_WHAT TO PRODUCE_
Scan the data below for the string "rest". Copy every line where it appears.

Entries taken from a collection
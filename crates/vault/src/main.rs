//! `vault` — binary entry point.
//!
//! Startup sequence:
//! 1. Parse the subcommand from argv.
//! 2. Load and validate [`Config`] from environment variables.
//! 3. Initialise the tracing subscriber.
//! 4. Dispatch to the command implementation.
//!
//! Usage errors exit with code 2 and a synopsis on stderr; operational
//! failures exit with code 1.

mod commands;
mod config;
mod keysource;
mod store;
mod telemetry;

use std::env;
use std::process::ExitCode;

use config::Config;

/// Parsed subcommand and its arguments.
#[derive(Debug, PartialEq, Eq)]
enum Command {
    Seal { input: String, output: Option<String> },
    Open { input: String, output: Option<String> },
    Store { name: String, input: String },
    Fetch { name: String, output: String },
    List,
}

fn print_usage() {
    eprintln!(
        "Usage:\n  \
         vault seal <input> [output]   seal a payload file ('-' prints base64url)\n  \
         vault open <input> [output]   recover the payload from a token file\n  \
         vault store <name> <input>    seal a payload into the embedding store\n  \
         vault fetch <name> <output>   open a stored record\n  \
         vault list                    list stored record names as JSON\n\n\
         Key: hex in $VAULT_KEY, or a file named by $KEY_FILE (16/24/32 bytes)."
    );
}

/// Parse `args` (without the program name) into a [`Command`].
fn parse_command(args: &[String]) -> Option<Command> {
    match args {
        [cmd, rest @ ..] if cmd == "seal" => match rest {
            [input] => Some(Command::Seal {
                input: input.clone(),
                output: None,
            }),
            [input, output] => Some(Command::Seal {
                input: input.clone(),
                output: Some(output.clone()),
            }),
            _ => None,
        },
        [cmd, rest @ ..] if cmd == "open" => match rest {
            [input] => Some(Command::Open {
                input: input.clone(),
                output: None,
            }),
            [input, output] => Some(Command::Open {
                input: input.clone(),
                output: Some(output.clone()),
            }),
            _ => None,
        },
        [cmd, name, input] if cmd == "store" => Some(Command::Store {
            name: name.clone(),
            input: input.clone(),
        }),
        [cmd, name, output] if cmd == "fetch" => Some(Command::Fetch {
            name: name.clone(),
            output: output.clone(),
        }),
        [cmd] if cmd == "list" => Some(Command::List),
        _ => None,
    }
}

#[tokio::main]
async fn main() -> ExitCode {
    let args: Vec<String> = env::args().skip(1).collect();
    let Some(command) = parse_command(&args) else {
        print_usage();
        return ExitCode::from(2);
    };

    let cfg = match Config::from_env() {
        Ok(c) => c,
        Err(e) => {
            // Telemetry is not yet up; write to stderr directly.
            eprintln!("ERROR: configuration invalid: {e:#}");
            return ExitCode::FAILURE;
        }
    };

    if let Err(e) = telemetry::init_telemetry(&cfg.log_level) {
        eprintln!("ERROR: {e:#}");
        return ExitCode::FAILURE;
    }

    let result = match &command {
        Command::Seal { input, output } => {
            commands::seal_file(&cfg, input, output.as_deref()).await
        }
        Command::Open { input, output } => {
            commands::open_file(&cfg, input, output.as_deref()).await
        }
        Command::Store { name, input } => commands::store_record(&cfg, name, input).await,
        Command::Fetch { name, output } => commands::fetch_record(&cfg, name, output).await,
        Command::List => commands::list_records(&cfg).await,
    };

    match result {
        Ok(()) => ExitCode::SUCCESS,
        Err(e) => {
            eprintln!("ERROR: {e:#}");
            ExitCode::FAILURE
        }
    }
}

#[cfg(test)]
mod tests {
    use super::*;

    fn argv(args: &[&str]) -> Vec<String> {
        args.iter().map(|s| s.to_string()).collect()
    }

    #[test]
    fn parses_seal_with_and_without_output() {
        assert_eq!(
            parse_command(&argv(&["seal", "vec.bin"])),
            Some(Command::Seal {
                input: "vec.bin".into(),
                output: None
            })
        );
        assert_eq!(
            parse_command(&argv(&["seal", "vec.bin", "-"])),
            Some(Command::Seal {
                input: "vec.bin".into(),
                output: Some("-".into())
            })
        );
    }

    #[test]
    fn parses_store_fetch_list() {
        assert_eq!(
            parse_command(&argv(&["store", "alice", "vec.bin"])),
            Some(Command::Store {
                name: "alice".into(),
                input: "vec.bin".into()
            })
        );
        assert_eq!(
            parse_command(&argv(&["fetch", "alice", "out.bin"])),
            Some(Command::Fetch {
                name: "alice".into(),
                output: "out.bin".into()
            })
        );
        assert_eq!(parse_command(&argv(&["list"])), Some(Command::List));
    }

    #[test]
    fn rejects_unknown_and_malformed_commands() {
        assert_eq!(parse_command(&argv(&[])), None);
        assert_eq!(parse_command(&argv(&["scan"])), None);
        assert_eq!(parse_command(&argv(&["seal"])), None);
        assert_eq!(parse_command(&argv(&["store", "alice"])), None);
        assert_eq!(parse_command(&argv(&["list", "extra"])), None);
    }
}
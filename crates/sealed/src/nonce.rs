//! Nonce generation behind a capability interface.
//!
//! Production code uses [`OsNonceSource`], which draws from the OS CSPRNG.
//! Tests inject a deterministic source to assert the exact token byte layout.

use aes_gcm::aead::rand_core::RngCore;
use aes_gcm::aead::OsRng;

#[cfg(test)]
use mockall::automock;

use crate::codec::NONCE_LEN;

/// Supplier of fresh 96-bit nonces for [`seal_with`](crate::seal_with).
///
/// Implementations must never repeat a nonce for the same key. The production
/// source satisfies this probabilistically by drawing uniformly at random
/// from the full 12-byte space on every call.
#[cfg_attr(test, automock)]
pub trait NonceSource {
    /// Fill `out` with the next nonce.
    fn fill(&self, out: &mut [u8; NONCE_LEN]);
}

/// [`NonceSource`] backed by the operating system's CSPRNG.
///
/// `OsRng` is safe for concurrent use — each call reads fresh entropy with
/// no shared mutable state.
#[derive(Debug, Clone, Copy, Default)]
pub struct OsNonceSource;

impl NonceSource for OsNonceSource {
    fn fill(&self, out: &mut [u8; NONCE_LEN]) {
        OsRng.fill_bytes(out);
    }
}
//! Sealed-record codec: a symmetric authenticated-encryption envelope.
//!
//! [`seal`] turns a secret key and an arbitrary byte payload into a single
//! opaque token; [`open`] recovers the exact payload with the same key, or
//! fails if the token or key has changed in any way.
//!
//! # Token format
//!
//! ```text
//! [nonce: 12 bytes][ciphertext: payload length][tag: 16 bytes]
//! ```
//!
//! Raw concatenation, no framing. The token is self-contained: nothing
//! besides the key is needed to attempt decryption. It reveals the payload
//! length but nothing about its content.
//!
//! Every call is independent — the codec holds no state between calls and
//! retains no copy of the key, so it is safe to use concurrently from any
//! number of threads.

pub mod codec;
pub mod error;
pub mod nonce;

pub use codec::{open, seal, seal_with, MIN_TOKEN_LEN, NONCE_LEN, TAG_LEN};
pub use error::SealedError;
pub use nonce::{NonceSource, OsNonceSource};
//! Implementations of the vault subcommands.
//!
//! Every command resolves the key explicitly per invocation and hands it to
//! the codec — nothing here caches key material between calls. Command output
//! goes to stdout; logs go to stderr via tracing.

use anyhow::{Context, Result};
use base64::{engine::general_purpose::URL_SAFE_NO_PAD, Engine as _};
use tokio::fs;
use tracing::info;

use crate::config::Config;
use crate::keysource::{self, KeyBytes};
use crate::store::EmbeddingStore;

/// Output path sentinel: print base64url to stdout instead of writing a file.
pub const STDOUT_SENTINEL: &str = "-";

/// Extension appended to sealed output files by default.
const SEALED_SUFFIX: &str = ".sealed";

/// `vault seal <input> [output]` — seal a payload file into a token file.
pub async fn seal_file(cfg: &Config, input: &str, output: Option<&str>) -> Result<()> {
    let key = resolve_key(cfg).await?;
    let payload = fs::read(input)
        .await
        .with_context(|| format!("failed to read payload file {input}"))?;

    let token = sealed::seal(key.as_slice(), &payload)?;
    info!(input, payload_bytes = payload.len(), "payload sealed");

    let default_output = format!("{input}{SEALED_SUFFIX}");
    emit(output.unwrap_or(&default_output), &token).await
}

/// `vault open <input> [output]` — recover the payload from a token file.
pub async fn open_file(cfg: &Config, input: &str, output: Option<&str>) -> Result<()> {
    let key = resolve_key(cfg).await?;
    let token = fs::read(input)
        .await
        .with_context(|| format!("failed to read token file {input}"))?;

    let payload = sealed::open(key.as_slice(), &token)?;
    info!(input, payload_bytes = payload.len(), "token opened");

    let inferred;
    let out = match output {
        Some(out) => out,
        None => {
            inferred = input
                .strip_suffix(SEALED_SUFFIX)
                .context("cannot infer output path: input does not end in .sealed")?;
            inferred
        }
    };
    emit(out, &payload).await
}

/// `vault store <name> <input>` — seal a payload file into the embedding store.
pub async fn store_record(cfg: &Config, name: &str, input: &str) -> Result<()> {
    let key = resolve_key(cfg).await?;
    let payload = fs::read(input)
        .await
        .with_context(|| format!("failed to read payload file {input}"))?;

    let token = sealed::seal(key.as_slice(), &payload)?;
    let store = EmbeddingStore::open(&cfg.embeddings_dir).await?;
    store.save(name, &token).await?;

    info!(record = name, payload_bytes = payload.len(), "record stored");
    println!(
        "{}",
        store
            .dir()
            .join(format!("{name}.{}", crate::store::TOKEN_EXT))
            .display()
    );
    Ok(())
}

/// `vault fetch <name> <output>` — load a record from the store and open it.
pub async fn fetch_record(cfg: &Config, name: &str, output: &str) -> Result<()> {
    let key = resolve_key(cfg).await?;
    let store = EmbeddingStore::open(&cfg.embeddings_dir).await?;
    let token = store.load(name).await?;

    let payload = sealed::open(key.as_slice(), &token)?;
    info!(record = name, payload_bytes = payload.len(), "record fetched");

    emit(output, &payload).await
}

/// `vault list` — print stored record names as a JSON array.
pub async fn list_records(cfg: &Config) -> Result<()> {
    let store = EmbeddingStore::open(&cfg.embeddings_dir).await?;
    let names = store.list().await?;
    println!("{}", serde_json::to_string(&names)?);
    Ok(())
}

async fn resolve_key(cfg: &Config) -> Result<KeyBytes> {
    keysource::resolve(cfg.key_file.as_deref())
        .await
        .context("failed to resolve sealing key")
}

/// Write `bytes` to `out`, or print them base64url-encoded for `-`.
async fn emit(out: &str, bytes: &[u8]) -> Result<()> {
    if out == STDOUT_SENTINEL {
        println!("{}", URL_SAFE_NO_PAD.encode(bytes));
    } else {
        fs::write(out, bytes)
            .await
            .with_context(|| format!("failed to write {out}"))?;
        println!("{out}");
    }
    Ok(())
}

#[cfg(test)]
mod tests {
    use super::*;
    use crate::keysource::KEY_ENV_VAR;

    fn test_config(dir: &std::path::Path) -> Config {
        Config {
            embeddings_dir: dir.join("embeddings").to_str().unwrap().to_owned(),
            key_file: None,
            log_level: "info".into(),
        }
    }

    #[tokio::test]
    async fn seal_then_open_round_trips_through_files() {
        std::env::set_var(KEY_ENV_VAR, "01".repeat(32));
        let dir = tempfile::tempdir().unwrap();
        let cfg = test_config(dir.path());

        let input = dir.path().join("vec.bin");
        fs::write(&input, b"face-vector-test").await.unwrap();
        let input = input.to_str().unwrap();

        seal_file(&cfg, input, None).await.unwrap();

        let token = fs::read(format!("{input}.sealed")).await.unwrap();
        assert_eq!(token.len(), 12 + 16 + 16);

        let output = dir.path().join("recovered.bin");
        open_file(&cfg, &format!("{input}.sealed"), output.to_str())
            .await
            .unwrap();
        assert_eq!(fs::read(&output).await.unwrap(), b"face-vector-test");
    }

    #[tokio::test]
    async fn store_then_fetch_round_trips() {
        std::env::set_var(KEY_ENV_VAR, "01".repeat(32));
        let dir = tempfile::tempdir().unwrap();
        let cfg = test_config(dir.path());

        let input = dir.path().join("vec.bin");
        fs::write(&input, b"face-vector-test").await.unwrap();

        store_record(&cfg, "alice", input.to_str().unwrap())
            .await
            .unwrap();

        let output = dir.path().join("out.bin");
        fetch_record(&cfg, "alice", output.to_str().unwrap())
            .await
            .unwrap();
        assert_eq!(fs::read(&output).await.unwrap(), b"face-vector-test");
    }
}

_EXERCISE RESPONSE_
        [cmd, rest @ ..] if cmd == "seal" => match rest {
        [cmd, rest @ ..] if cmd == "open" => match rest {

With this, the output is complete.